Orcs Must Die 3 is not actually the third game in the franchise, but it does return to the same style as Orcs Must Die 1 and 2. Developed by Robot Entertainment, the game pits players against waves of orcs, trolls, elementals and more, across a range of gamemodes. Fan favourite traps and weapons return with a range of new things added to players’ arsenals to protect the rifts from those pesky hordes. However, was reverting back to the original formula the right decision? Let’s find out!
Funneling players through the tutorial, most of the game is initially locked behind the Old Friends story mode. Working your way through solo, or cooperatively with a friend, sees levels unlocked for the endless mode and eventually modes such as scramble unlocked, which sees random modifiers added into play. To some, this level of content locked away when loading up could be off putting. Though, the Old Friends story does a phenomenal job of introducing new content. New monster types to contend with, new traps to use and even the insanely scaled war scenario mode is introduced, with a constant flow on unlocked content.
In any tower defence title the most important aspect is the things players can construct. From almighty ballistas and springboards to send enemies flying, through to barricades and classic spike traps everything packs a punch, and can be upgraded. Want a spike trap that also does arcane damage… you can unlock it. Perhaps those archers aren’t firing fast enough or instead you’d want them to use fire arrows… players can spend their collected skulls to upgrade every weapon and trap. This allows players to find their favourites and then make them even better. It also means players may have to adapt as their fire arrow archers become ineffective against certain enemy types.
Orcs might be in the title but they are far from the only monsters to be attempting to batter down the gates and push through your defences into the rift. From splitting Earth elementals through to fast kobold runners, players soon have plenty to contend with. From taking more damage, attacking differently and even exploding upon death, each adds their own challenge into the experience. If the game gave you a huge trap arsenal but only a handful of enemies things would get stale. Thankfully, that isn’t the case with Orcs Must Die 3 – keeping players entertained and on their toes.
Supersizing the experience are war scenario levels, which occur periodically along the storyline. These feature unique and equally oversized traps, such as the mortar-like mega boom barrel launcher or a bank of 11 archers rather than the standard 1 at a time. Set on bigger maps, these turn things up to an epic scale, with the numbers of incoming monsters far above anything seen on normal levels – plus big bosses join the fight. These have a different feel to them in comparison to the regular levels. Somehow they don’t make the “small” normal levels redundant, as they have more close quarter areas and a tight experience, while the war scenario maps go all out on scale.
As with the previous entries in the series Orcs Must Die 3 can be played either solo or with a second player in coop. As with those previous games it works entirely well as a solo game but generally feels like it should be played coop. The added benefit of having another player to coordinate trap placement with and help hold off a wave of enemies, which has almost made it through, is great but really that is just the positive effect coop has on almost any game.
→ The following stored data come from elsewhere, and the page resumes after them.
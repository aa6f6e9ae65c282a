//! Batch dispatch engine: per-row rendering and delivery, sent-copy
//! reconciliation and archival, and the resend flows built on top.

pub mod archive;
pub mod batch;
pub mod dispatcher;
pub mod reconcile;
pub mod report;
pub mod resend;
pub mod retry_state;
pub mod run_log;

pub use batch::BatchInputs;
pub use dispatcher::{DispatchSettings, Dispatcher};
pub use reconcile::{ReconcilePolicy, Reconciler};
pub use report::{AmbiguousRecipient, RowResult, RunReport};
pub use retry_state::RetryState;
pub use run_log::RunLog;
//! Address extraction and the recipient → row index used by resend-by-recipient.

use std::collections::{HashMap, HashSet};
use std::sync::LazyLock;

use regex::Regex;

use mailrun_common::types::ConfigRow;

static EMAIL_RE: LazyLock<Regex> = LazyLock::new(|| {
    Regex::new(r"[A-Za-z0-9._%+\-]+@[A-Za-z0-9.\-]+\.[A-Za-z]{2,}").expect("valid email regex")
});

/// Extract addresses from free-form text.
///
/// Accepts any mix of `;`, `,`, whitespace, newlines, full-width separators and
/// `Name <addr>` forms. Output is lower-cased, de-duplicated and keeps first-seen
/// order.
pub fn extract_addresses(text: &str) -> Vec<String> {
    let normalized = text
        .replace('；', ";")
        .replace('，', ",")
        .replace('、', ";");

    let mut seen = HashSet::new();
    EMAIL_RE
        .find_iter(&normalized)
        .map(|m| m.as_str().trim().to_lowercase())
        .filter(|addr| !addr.is_empty() && seen.insert(addr.clone()))
        .collect()
}

/// A directory row referenced by the index.
#[derive(Debug, Clone, PartialEq, Eq)]
pub struct RowRef {
    /// Zero-based position in the directory's row order
    pub position: usize,
    pub sequence_id: String,
}

/// Normalized address → rows whose `to` field contains it, in row order.
///
/// Rebuilt for every resend; never mutates the rows it was built from.
#[derive(Debug, Default)]
pub struct RecipientIndex {
    entries: HashMap<String, Vec<RowRef>>,
}

impl RecipientIndex {
    pub fn build(rows: &[ConfigRow]) -> Self {
        let mut entries: HashMap<String, Vec<RowRef>> = HashMap::new();
        for (position, row) in rows.iter().enumerate() {
            for addr in extract_addresses(&row.to) {
                entries.entry(addr).or_default().push(RowRef {
                    position,
                    sequence_id: row.sequence_id.clone(),
                });
            }
        }
        Self { entries }
    }

    /// Rows whose `to` contains `address` (case-insensitive), earliest first.
    pub fn lookup(&self, address: &str) -> &[RowRef] {
        self.entries
            .get(&address.trim().to_lowercase())
            .map(Vec::as_slice)
            .unwrap_or(&[])
    }

    pub fn len(&self) -> usize {
        self.entries.len()
    }

    pub fn is_empty(&self) -> bool {
        self.entries.is_empty()
    }
}
use std::io::Write;
use std::path::Path;

use mailrun_common::error::AppError;

const HEADER: [&str; 7] = [
    "sequence_id",
    "group_name",
    "to",
    "cc",
    "bcc",
    "subject_template",
    "body_template",
];

const SAMPLE_ROWS: [[&str; 7]; 2] = [
    [
        "1",
        "示例医院A",
        "a@x.com; b@y.com",
        "",
        "",
        "【{group_name}】报告（{date_range_cn}）",
        "[indent]尊敬的{group_name}同事：\n\n[indent]附件为 {date_range_cn} 的相关报告，请查收。\n[right]此致\n[right]敬礼",
    ],
    [
        "2",
        "示例医院B",
        "exampleB@hospital.com",
        "",
        "",
        "{group_name}—每周报告（{start_date} 至 {end_date}）",
        "Dear team at {group_name},\n\nPlease find attached the reports covering {start_date_cn} 至 {end_date_cn}.\n[right]Best regards.",
    ],
];

/// Write a sample directory source to `path` unless something already exists there.
///
/// Returns `true` if a file was written. The file starts with a UTF-8 BOM so
/// spreadsheet tools detect the encoding.
pub fn write_sample_directory(path: &Path) -> Result<bool, AppError> {
    if path.exists() {
        return Ok(false);
    }
    if let Some(parent) = path.parent().filter(|p| !p.as_os_str().is_empty()) {
        std::fs::create_dir_all(parent)?;
    }

    let mut file = std::fs::File::create(path)?;
    file.write_all("\u{feff}".as_bytes())?;

    let mut writer = csv::Writer::from_writer(file);
    writer.write_record(HEADER)?;
    for row in SAMPLE_ROWS {
        writer.write_record(row)?;
    }
    writer.flush()?;

    tracing::info!(path = %path.display(), "Wrote sample directory source");
    Ok(true)
}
The coop implementation is good though and ensures both players have equal impact on proceedings, with both having separate funds to purchase traps with, and with each player controlling a character distinct in both appearance and unique abilities. These unique abilities are not so impactful that they define how you play but do give you some interesting options to think about.
Orcs Must Die 3 pulls the neat trick of looking like how I remember Orcs Must Die 1 looking when it released almost a decade ago. The rose-tinted glasses I have looking back on that game means that this entry in the series looks really rather nice, with a good level of detail complimenting the cartoony art style. After the introductory levels though the environment art generally is a significant step up from its predecessors; offering both larger and more intricate backdrops. The graphics settings are not terribly extensive but do seem to give you control of the typical culprits for reduced frame rates. Overall the game performed very well, with no experiences of frame rate issues or lag between players to note.
Returning the franchise to the original style seems to have paid off. With brilliant, fast paced, tower defence gameplay on offer it will keep two cooping players thoroughly entertained and wanting to play just that one more level. There’s a huge range of levels to play through, different modes to unlock, traps both big and small to upgrade, and so much more. The inclusion of the war scenario mode adds that wow factor of scale, without losing what makes Orcs Must Die 3 fun. There is always another wave of orcs, trolls, elementals and more ready to fight, and you’ll want to defend against them time and time again!
(Editor’s Note: Orcs Must Die 3 was provided to us by the publisher for the review.)